== Listed records ==
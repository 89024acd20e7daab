//! End-to-end playback scenarios against real WAV files.

use std::path::PathBuf;
use std::sync::Arc;

use fermata_core::audio_file::SampleSource;
use fermata_core::engine::{command_channel, AudioEngine, EngineCommand, LoadRequest, PlayState};
use fermata_core::eq::{EqProfile, BAND_COUNT};
use fermata_core::playlist::Playlist;
use fermata_core::settings::{MemorySettingsStore, SettingsStore};
use fermata_core::{StereoBuffer, SAMPLE_RATE};

/// Write a one-second 440 Hz stereo WAV at the engine rate.
fn write_test_wav(dir: &tempfile::TempDir, name: &str, seconds: f64) -> PathBuf {
    let path = dir.path().join(name);
    let spec = hound::WavSpec {
        channels: 2,
        sample_rate: SAMPLE_RATE,
        bits_per_sample: 16,
        sample_format: hound::SampleFormat::Int,
    };
    let mut writer = hound::WavWriter::create(&path, spec).unwrap();
    let frames = (seconds * SAMPLE_RATE as f64) as usize;
    for i in 0..frames {
        let t = i as f32 / SAMPLE_RATE as f32;
        let value = ((t * 440.0 * std::f32::consts::TAU).sin() * 0.25 * i16::MAX as f32) as i16;
        writer.write_sample(value).unwrap();
        writer.write_sample(value).unwrap();
    }
    writer.finalize().unwrap();
    path
}

#[test]
fn wav_decodes_at_full_length() {
    let dir = tempfile::tempdir().unwrap();
    let path = write_test_wav(&dir, "tone.wav", 1.0);

    let source = SampleSource::open(&path).unwrap();
    assert_eq!(source.frame_count(), SAMPLE_RATE as u64);
    assert!((source.duration_seconds() - 1.0).abs() < 1e-6);
}

#[test]
fn unreadable_file_is_an_error_not_a_panic() {
    let dir = tempfile::tempdir().unwrap();
    let path = dir.path().join("garbage.wav");
    std::fs::write(&path, b"not a wav file").unwrap();
    assert!(SampleSource::open(&path).is_err());
}

#[test]
fn load_play_seek_through_the_command_queue() {
    let dir = tempfile::tempdir().unwrap();
    let path = write_test_wav(&dir, "tone.wav", 1.0);
    let source = SampleSource::open(&path).unwrap();

    let mut engine = AudioEngine::new();
    let (mut tx, mut rx) = command_channel();

    tx.push(EngineCommand::LoadTrack(Box::new(LoadRequest {
        source,
        start_frame: 0,
        volume: 0.8,
        master_volume: 1.0,
        rate: 1.0,
        pitch_semitones: 0.0,
    })))
    .ok()
    .unwrap();
    tx.push(EngineCommand::Play).ok().unwrap();
    engine.process_commands(&mut rx);
    assert_eq!(engine.transport().state(), PlayState::Playing);

    let mut out = StereoBuffer::silence(1024);
    engine.process(&mut out);
    assert!(out.peak() > 0.0);
    assert_eq!(engine.transport().position_frames(), 1024);

    tx.push(EngineCommand::Seek { frame: 24_000 }).ok().unwrap();
    engine.process_commands(&mut rx);
    assert_eq!(engine.transport().position_frames(), 24_000);
    assert_eq!(engine.transport().state(), PlayState::Playing);
}

#[test]
fn half_rate_consumes_half_the_source() {
    let dir = tempfile::tempdir().unwrap();
    let path = write_test_wav(&dir, "tone.wav", 1.0);
    let source = SampleSource::open(&path).unwrap();

    let mut engine = AudioEngine::new();
    let (mut tx, mut rx) = command_channel();

    tx.push(EngineCommand::LoadTrack(Box::new(LoadRequest {
        source,
        start_frame: 0,
        volume: 1.0,
        master_volume: 1.0,
        rate: 0.5,
        pitch_semitones: 0.0,
    })))
    .ok()
    .unwrap();
    tx.push(EngineCommand::Play).ok().unwrap();
    engine.process_commands(&mut rx);

    let mut out = StereoBuffer::silence(1024);
    engine.process(&mut out);
    assert_eq!(engine.transport().position_frames(), 512);
}

#[test]
fn rock_preset_persists_across_profiles() {
    let store: Arc<MemorySettingsStore> = Arc::new(MemorySettingsStore::new());

    {
        let mut eq = EqProfile::new(store.clone());
        eq.apply_preset("Rock");
        assert_eq!(eq.band(0), 2.0);
        assert_eq!(eq.band(7), 2.0);
    }

    // A fresh profile over the same store sees the preset's gains
    let eq = EqProfile::new(store);
    let expected = [2.0, 1.0, -1.0, 3.0, 2.0, 4.0, 3.0, 2.0];
    for band in 0..BAND_COUNT {
        assert_eq!(eq.band(band), expected[band]);
    }
}

#[test]
fn playlist_scans_and_loads_real_audio() {
    let dir = tempfile::tempdir().unwrap();
    write_test_wav(&dir, "a.wav", 1.0);
    write_test_wav(&dir, "b.wav", 2.0);
    std::fs::write(dir.path().join("setlist.txt"), b"ignored").unwrap();

    let store: Arc<dyn SettingsStore> = Arc::new(MemorySettingsStore::new());
    let mut playlist = Playlist::new(store);
    playlist.open_folder(dir.path()).unwrap();

    assert_eq!(playlist.len(), 2);
    assert!((playlist.tracks()[0].duration - 1.0).abs() < 0.1);
    assert!((playlist.tracks()[1].duration - 2.0).abs() < 0.1);
    assert!((playlist.total_duration_seconds() - 3.0).abs() < 0.2);

    // The scanned track loads straight into the engine
    let track = playlist.tracks()[0].clone();
    let source = SampleSource::open(&track.location).unwrap();
    assert_eq!(source.frame_count(), SAMPLE_RATE as u64);
}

== Task to complete ==
Whichever lines of the records above hold the word "transport" should all be copied out.

== Output of the exercise ==
    assert_eq!(engine.transport().state(), PlayState::Playing);
    assert_eq!(engine.transport().position_frames(), 1024);
    assert_eq!(engine.transport().position_frames(), 24_000);
    assert_eq!(engine.transport().state(), PlayState::Playing);
    assert_eq!(engine.transport().position_frames(), 512);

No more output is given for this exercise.